Where in the records does the word "previous" occur? Copy each line in which it does.

<<<<

//! Scoped backup around in-place archive rewrites.
//!
//! `BackupGuard::begin` copies the archive to `<archive>.backup`.  If the
//! guard is dropped before `commit`, the backup is moved back over the
//! archive (or, when there was nothing to back up, the half-written file
//! is removed).  `commit` deletes the backup.

use std::ffi::OsString;
use std::fs;
use std::path::{Path, PathBuf};

use tracing::{debug, info, warn};

use crate::errors::Result;

/// Suffix appended to the archive file name for its backup.
pub const BACKUP_SUFFIX: &str = ".backup";

/// Restores the previous archive unless committed.
#[derive(Debug)]
pub struct BackupGuard {
    target: PathBuf,
    backup: Option<PathBuf>,
    armed: bool,
}

impl BackupGuard {
    /// Path of the backup file for `target`.
    pub fn backup_path(target: &Path) -> PathBuf {
        let mut name = target
            .file_name()
            .map(OsString::from)
            .unwrap_or_default();
        name.push(BACKUP_SUFFIX);
        target.with_file_name(name)
    }

    /// Back up `target` (if it exists) before it is overwritten.
    pub fn begin(target: &Path) -> Result<Self> {
        let backup = if target.exists() {
            let backup = Self::backup_path(target);
            fs::copy(target, &backup)?;
            debug!(backup = %backup.display(), "created archive backup");
            Some(backup)
        } else {
            None
        };

        Ok(Self {
            target: target.to_path_buf(),
            backup,
            armed: true,
        })
    }

    /// Whether an existing archive was backed up.
    pub fn has_backup(&self) -> bool {
        self.backup.is_some()
    }

    /// Keep the new archive and discard the backup.
    pub fn commit(mut self) {
        self.armed = false;
        if let Some(backup) = &self.backup {
            if let Err(e) = fs::remove_file(backup) {
                warn!(backup = %backup.display(), error = %e, "could not remove archive backup");
            }
        }
    }

    fn restore(&self) -> std::io::Result<()> {
        match &self.backup {
            Some(backup) => fs::rename(backup, &self.target),
            None if self.target.exists() => fs::remove_file(&self.target),
            None => Ok(()),
        }
    }
}

impl Drop for BackupGuard {
    fn drop(&mut self) {
        if !self.armed {
            return;
        }
        match self.restore() {
            Ok(()) if self.backup.is_some() => {
                info!(archive = %self.target.display(), "restored archive from backup")
            }
            Ok(()) => {}
            Err(e) => {
                warn!(archive = %self.target.display(), error = %e, "could not restore archive backup")
            }
        }
    }
}

/// Run `write` against `target` under a `BackupGuard`.
///
/// On error the previous archive is back in place before the error is
/// returned.
pub fn with_backup<T>(target: &Path, write: impl FnOnce(&Path) -> Result<T>) -> Result<T> {
    let guard = BackupGuard::begin(target)?;
    let value = write(target)?;
    guard.commit();
    Ok(value)
}
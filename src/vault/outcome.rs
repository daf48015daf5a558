//! Results reported by vault operations.

use std::fmt;
use std::path::PathBuf;

use serde::Serialize;

use crate::archive::ArchiveSummary;

/// Where a vault currently stands.
#[derive(Debug, Clone, Copy, PartialEq, Eq, Serialize)]
#[serde(rename_all = "snake_case", tag = "kind")]
pub enum VaultState {
    /// Neither archive nor secrets directory exists.
    Uninitialized,
    /// Only the archive exists.
    Unmounted,
    /// The secrets directory exists; `archived` tells whether an archive
    /// exists alongside it.
    Mounted { archived: bool },
    /// `destroy` ran on this vault.
    Destroyed,
}

/// What `create` did.
#[derive(Debug, Clone, PartialEq, Eq)]
pub enum CreateOutcome {
    /// An empty secrets directory was created.
    Initialized { password_stored: bool },
    /// An existing secrets directory was encrypted into a new archive.
    EncryptedExisting { files: usize, password_stored: bool },
}

/// What `mount` did.
#[derive(Debug, Clone, PartialEq, Eq)]
pub struct MountReport {
    /// Relative paths now present in the secrets directory.
    pub files: Vec<String>,
    /// The directory was already there; nothing was decrypted.
    pub already_mounted: bool,
    /// A password is stored for future operations.
    pub password_stored: bool,
}

/// What `unmount` did.
#[derive(Debug, Clone, Copy, PartialEq, Eq)]
pub enum UnmountOutcome {
    /// There was no secrets directory.
    NotMounted,
    /// Content matched the last baseline: the archive was left untouched
    /// and the directory removed.
    Unchanged,
    /// The archive was rewritten and the directory removed.
    Encrypted { files: usize },
    /// The directory held no files and the user agreed to delete it.
    EmptyDiscarded,
    /// The directory held no files and was kept.
    EmptyKept,
}

/// Something `destroy` removed (or tried to).
#[derive(Debug, Clone, PartialEq, Eq)]
pub enum DestroyedItem {
    Archive(PathBuf),
    Backup(PathBuf),
    SecretsDir(PathBuf),
    ProjectConfig(PathBuf),
    Credential(String),
}

impl fmt::Display for DestroyedItem {
    fn fmt(&self, f: &mut fmt::Formatter<'_>) -> fmt::Result {
        match self {
            Self::Archive(p) => write!(f, "Encrypted file ({})", p.display()),
            Self::Backup(p) => write!(f, "Backup file ({})", p.display()),
            Self::SecretsDir(p) => write!(f, "Secrets folder ({}/)", p.display()),
            Self::ProjectConfig(p) => write!(f, "Config file ({})", p.display()),
            Self::Credential(name) => write!(f, "Stored password ({name})"),
        }
    }
}

/// Everything `destroy` touched.
#[derive(Debug, Clone, Default, PartialEq, Eq)]
pub struct DestroyReport {
    pub removed: Vec<DestroyedItem>,
    /// Items that could not be removed, with the reason.
    pub failed: Vec<(DestroyedItem, String)>,
}

impl DestroyReport {
    pub fn is_complete(&self) -> bool {
        self.failed.is_empty()
    }
}

/// What `destroy` did.
#[derive(Debug, Clone, PartialEq, Eq)]
pub enum DestroyOutcome {
    /// Not confirmed; nothing was deleted.
    Cancelled,
    Destroyed(DestroyReport),
}

/// The archive as seen by `status`.
#[derive(Debug, Clone, PartialEq, Serialize)]
#[serde(rename_all = "snake_case", tag = "kind")]
pub enum ArchiveInfo {
    Missing,
    Parsed(ArchiveSummary),
    /// The archive exists but could not be read or parsed.
    Unreadable { error: String },
}

/// Read-only snapshot of a vault.
#[derive(Debug, Clone, PartialEq, Serialize)]
pub struct VaultStatus {
    pub project: String,
    pub secrets_dir: String,
    pub state: VaultState,
    pub archive_exists: bool,
    pub mounted: bool,
    /// Files currently in the secrets directory (when mounted).
    pub current_file_count: Option<usize>,
    pub password_stored: bool,
    pub archive: ArchiveInfo,
}
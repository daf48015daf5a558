//! Content hashing of the plaintext secrets directory.
//!
//! The hash drives the dirty check in `unmount`: if nothing changed since
//! the last mount or unmount, the archive is left alone so version control
//! sees no churn.  The last known hash lives in a marker file inside the
//! directory, which every walk skips.

use std::fs::{self, File};
use std::io::Read;
use std::path::{Path, PathBuf};

use sha2::{Digest, Sha256};
use tracing::{debug, warn};
use walkdir::WalkDir;

use crate::errors::{Result, VaultError};

/// Name of the marker file holding the last known directory hash.
pub const HASH_MARKER: &str = "secrets_manager.hash";

/// Files are read (and scrubbed) in chunks of this size.
pub(crate) const CHUNK_SIZE: usize = 64 * 1024;

/// A regular file found below the secrets directory.
#[derive(Debug, Clone, PartialEq, Eq)]
pub struct TrackedFile {
    /// `/`-separated path relative to the walked directory.
    pub relative: String,
    /// Full path on disk.
    pub path: PathBuf,
}

/// List every file below `dir`, sorted by relative path.
///
/// Files whose name appears in `exclude` are skipped at any depth.  A
/// symlink to a file is listed under the link's path and read through
/// it.  Dangling links and links to directories are rejected with
/// `FormatError`, since removing the folder afterwards would lose them.
/// A missing directory yields an empty list.
pub fn tracked_files(dir: &Path, exclude: &[&str]) -> Result<Vec<TrackedFile>> {
    if !dir.is_dir() {
        return Ok(Vec::new());
    }

    let mut files = Vec::new();
    for entry in WalkDir::new(dir).follow_links(false) {
        let entry = entry.map_err(|e| VaultError::Io(e.into()))?;
        if let Some(name) = entry.file_name().to_str() {
            if exclude.contains(&name) {
                continue;
            }
        }

        let file_type = entry.file_type();
        if file_type.is_symlink() {
            match fs::metadata(entry.path()) {
                Ok(target) if target.is_file() => {
                    debug!(link = %entry.path().display(), "following symlinked file");
                }
                Ok(_) => {
                    return Err(VaultError::FormatError(format!(
                        "{} links to a directory; replace it with the files themselves",
                        entry.path().display()
                    )));
                }
                Err(e) => {
                    return Err(VaultError::FormatError(format!(
                        "{} is a broken symlink: {e}",
                        entry.path().display()
                    )));
                }
            }
        } else if !file_type.is_file() {
            continue;
        }

        let relative = relative_posix_path(dir, entry.path())?;
        files.push(TrackedFile {
            relative,
            path: entry.into_path(),
        });
    }

    files.sort_by(|a, b| a.relative.cmp(&b.relative));
    Ok(files)
}

/// Hash the content of `dir`, skipping files named in `exclude`.
///
/// Returns an empty string when the directory does not exist.
pub fn hash_directory(dir: &Path, exclude: &[&str]) -> Result<String> {
    if !dir.is_dir() {
        return Ok(String::new());
    }

    let files = tracked_files(dir, exclude)?;
    let mut hasher = Sha256::new();
    let mut buf = vec![0u8; CHUNK_SIZE];

    for file in &files {
        // Path, a separator, and the length keep (path, content) pairs
        // from running into each other.
        hasher.update(file.relative.as_bytes());
        hasher.update([0u8]);
        let mut reader = File::open(&file.path)?;
        hasher.update(reader.metadata()?.len().to_le_bytes());

        loop {
            let n = reader.read(&mut buf)?;
            if n == 0 {
                break;
            }
            hasher.update(&buf[..n]);
        }
    }

    let digest = hex::encode(hasher.finalize());
    debug!(files = files.len(), hash = &digest[..12], "hashed secrets directory");
    Ok(digest)
}

/// Hash the secrets directory, excluding the marker file.
pub fn hash_secrets_dir(dir: &Path) -> Result<String> {
    hash_directory(dir, &[HASH_MARKER])
}

/// Read the hash recorded by the last mount or unmount.
pub fn stored_hash(dir: &Path) -> Option<String> {
    let marker = dir.join(HASH_MARKER);
    match fs::read_to_string(&marker) {
        Ok(content) => {
            let trimmed = content.trim();
            (!trimmed.is_empty()).then(|| trimmed.to_string())
        }
        Err(_) => None,
    }
}

/// Hash `dir` and record the result in its marker file.
pub fn store_baseline(dir: &Path) -> Result<String> {
    let digest = hash_secrets_dir(dir)?;
    fs::write(dir.join(HASH_MARKER), format!("{digest}\n"))?;
    Ok(digest)
}

/// Whether `dir` differs from its recorded baseline.
///
/// A missing marker or a failed hash counts as changed, so ambiguity
/// always leads to re-encryption rather than a silent skip.
pub fn has_changed(dir: &Path) -> bool {
    let Some(stored) = stored_hash(dir) else {
        debug!("no stored hash, treating secrets as changed");
        return true;
    };

    match hash_secrets_dir(dir) {
        Ok(current) => {
            let changed = current != stored;
            debug!(changed, "compared secrets directory with stored hash");
            changed
        }
        Err(e) => {
            warn!(error = %e, "could not hash secrets directory");
            true
        }
    }
}

/// Build the `/`-separated relative path of `path` below `root`.
fn relative_posix_path(root: &Path, path: &Path) -> Result<String> {
    let relative = path
        .strip_prefix(root)
        .map_err(|_| VaultError::FormatError(format!("{} is outside the vault", path.display())))?;

    let mut parts = Vec::new();
    for component in relative.components() {
        let part = component.as_os_str().to_str().ok_or_else(|| {
            VaultError::FormatError(format!(
                "file name {} is not valid UTF-8",
                path.display()
            ))
        })?;
        parts.push(part);
    }
    Ok(parts.join("/"))
}
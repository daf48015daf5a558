//! Cryptographic primitives for secrets-vault.
//!
//! This module provides:
//! - AES-256-GCM encryption and decryption (`encryption`)
//! - PBKDF2-HMAC-SHA256 password-based key derivation (`kdf`)
//! - The injectable salt source (`random`)

pub mod encryption;
pub mod kdf;
pub mod random;

// Re-export the most commonly used items so callers can write:
//   use crate::crypto::{encrypt, decrypt, derive_key, ...};
pub use encryption::{decrypt, encrypt, encrypt_with};
pub use kdf::{derive_key, derive_key_with_iterations, DerivedKey};
pub use random::{generate_salt, OsRandom, RandomSource};
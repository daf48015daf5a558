//! `.gitignore` patching for the plaintext secrets folder and the project
//! file.  The encrypted archive itself is meant to be committed.

use std::fs;
use std::path::Path;

use tracing::debug;

use crate::cli::output;

/// Append `entry` to `<project_dir>/.gitignore` unless an equivalent line
/// is already there.
///
/// Creates the file if needed.  Write errors are logged and otherwise
/// ignored.
pub fn patch_gitignore(project_dir: &Path, entry: &str) {
    let gitignore_path = project_dir.join(".gitignore");
    let existing = fs::read_to_string(&gitignore_path).unwrap_or_default();

    if is_ignored(&existing, entry) {
        return;
    }

    let separator = if existing.ends_with('\n') || existing.is_empty() {
        ""
    } else {
        "\n"
    };

    match fs::write(&gitignore_path, format!("{existing}{separator}{entry}\n")) {
        Ok(()) => output::info(&format!("Added '{entry}' to .gitignore")),
        Err(e) => debug!(error = %e, "could not update .gitignore"),
    }
}

/// `secrets/`, `secrets` and `/secrets/` all ignore the same folder.
fn is_ignored(gitignore: &str, entry: &str) -> bool {
    let wanted = entry.trim_matches('/');
    gitignore
        .lines()
        .map(|line| line.trim().trim_matches('/'))
        .any(|line| line == wanted)
}
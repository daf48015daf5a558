//! `secrets-vault mount`: decrypt the vault into the secrets folder.

use crate::cli::output;
use crate::cli::{open_vault, protect_from_git};
use crate::errors::Result;
use crate::vault::VaultState;

/// Execute the `mount` command.
pub fn execute(password: Option<&str>) -> Result<()> {
    let vault = open_vault(None, None)?;
    let ctx = vault.context();

    let was_mounted = matches!(vault.state(), VaultState::Mounted { .. });
    let report = match vault.mount(password) {
        Ok(report) => report,
        Err(e) => {
            // Never leave a half-written plaintext folder behind.
            if !was_mounted && ctx.secrets_dir().exists() {
                vault.abort_mount()?;
            }
            return Err(e);
        }
    };
    protect_from_git(&vault);

    if report.already_mounted {
        output::info(&format!(
            "{}/ is already mounted ({} file(s))",
            ctx.secrets_dir_name(),
            report.files.len()
        ));
        return Ok(());
    }

    output::success(&format!(
        "Decrypted {} file(s) into {}/",
        report.files.len(),
        ctx.secrets_dir_name()
    ));
    output::file_list(&report.files);
    if !report.password_stored {
        output::tip("Run `secrets-vault pass` to store the password.");
    }
    output::tip("Run `secrets-vault unmount` when you are done.");

    Ok(())
}
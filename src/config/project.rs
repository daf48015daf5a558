//! The per-directory project file, `.secrets_keychain_entry`.
//!
//! Plain text, one value per line:
//!
//! ```text
//! <credential entry name>
//! <project name>
//! <secrets directory>
//! ```
//!
//! The entry name is written once and kept across project renames.  Older
//! files may hold only the first line.

use std::fs;
use std::path::{Path, PathBuf};

use crate::errors::Result;

/// Persisted identity of the vault in one directory.
#[derive(Debug, Clone, PartialEq, Eq)]
pub struct ProjectConfig {
    pub entry_name: String,
    pub project_name: Option<String>,
    pub secrets_dir: Option<String>,
}

impl ProjectConfig {
    /// Name of the project file in the vault root.
    pub const FILE_NAME: &'static str = ".secrets_keychain_entry";

    pub fn path(root: &Path) -> PathBuf {
        root.join(Self::FILE_NAME)
    }

    /// Load the project file, or `None` if it is absent or empty.
    pub fn load(root: &Path) -> Result<Option<Self>> {
        let path = Self::path(root);
        if !path.is_file() {
            return Ok(None);
        }
        Ok(Self::parse(&fs::read_to_string(path)?))
    }

    /// Parse the file body.  The last two of three or more lines are the
    /// project name and secrets directory.
    pub fn parse(content: &str) -> Option<Self> {
        let lines: Vec<&str> = content.trim().lines().map(str::trim).collect();
        let entry_name = lines.first().filter(|l| !l.is_empty())?.to_string();

        let (project_name, secrets_dir) = if lines.len() >= 3 {
            (
                Some(lines[lines.len() - 2].to_string()),
                Some(lines[lines.len() - 1].to_string()),
            )
        } else {
            (None, None)
        };

        Some(Self {
            entry_name,
            project_name,
            secrets_dir,
        })
    }

    pub fn save(&self, root: &Path) -> Result<()> {
        let mut content = self.entry_name.clone();
        if let (Some(project), Some(dir)) = (&self.project_name, &self.secrets_dir) {
            content.push_str(&format!("\n{project}\n{dir}"));
        }
        fs::write(Self::path(root), content)?;
        Ok(())
    }

    /// Delete the project file.  Returns whether one existed.
    pub fn remove(root: &Path) -> Result<bool> {
        let path = Self::path(root);
        if !path.exists() {
            return Ok(false);
        }
        fs::remove_file(path)?;
        Ok(true)
    }
}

>>>>

# [Output of the exercise]
/// Restores the previous archive unless committed.
/// On error the previous archive is back in place before the error is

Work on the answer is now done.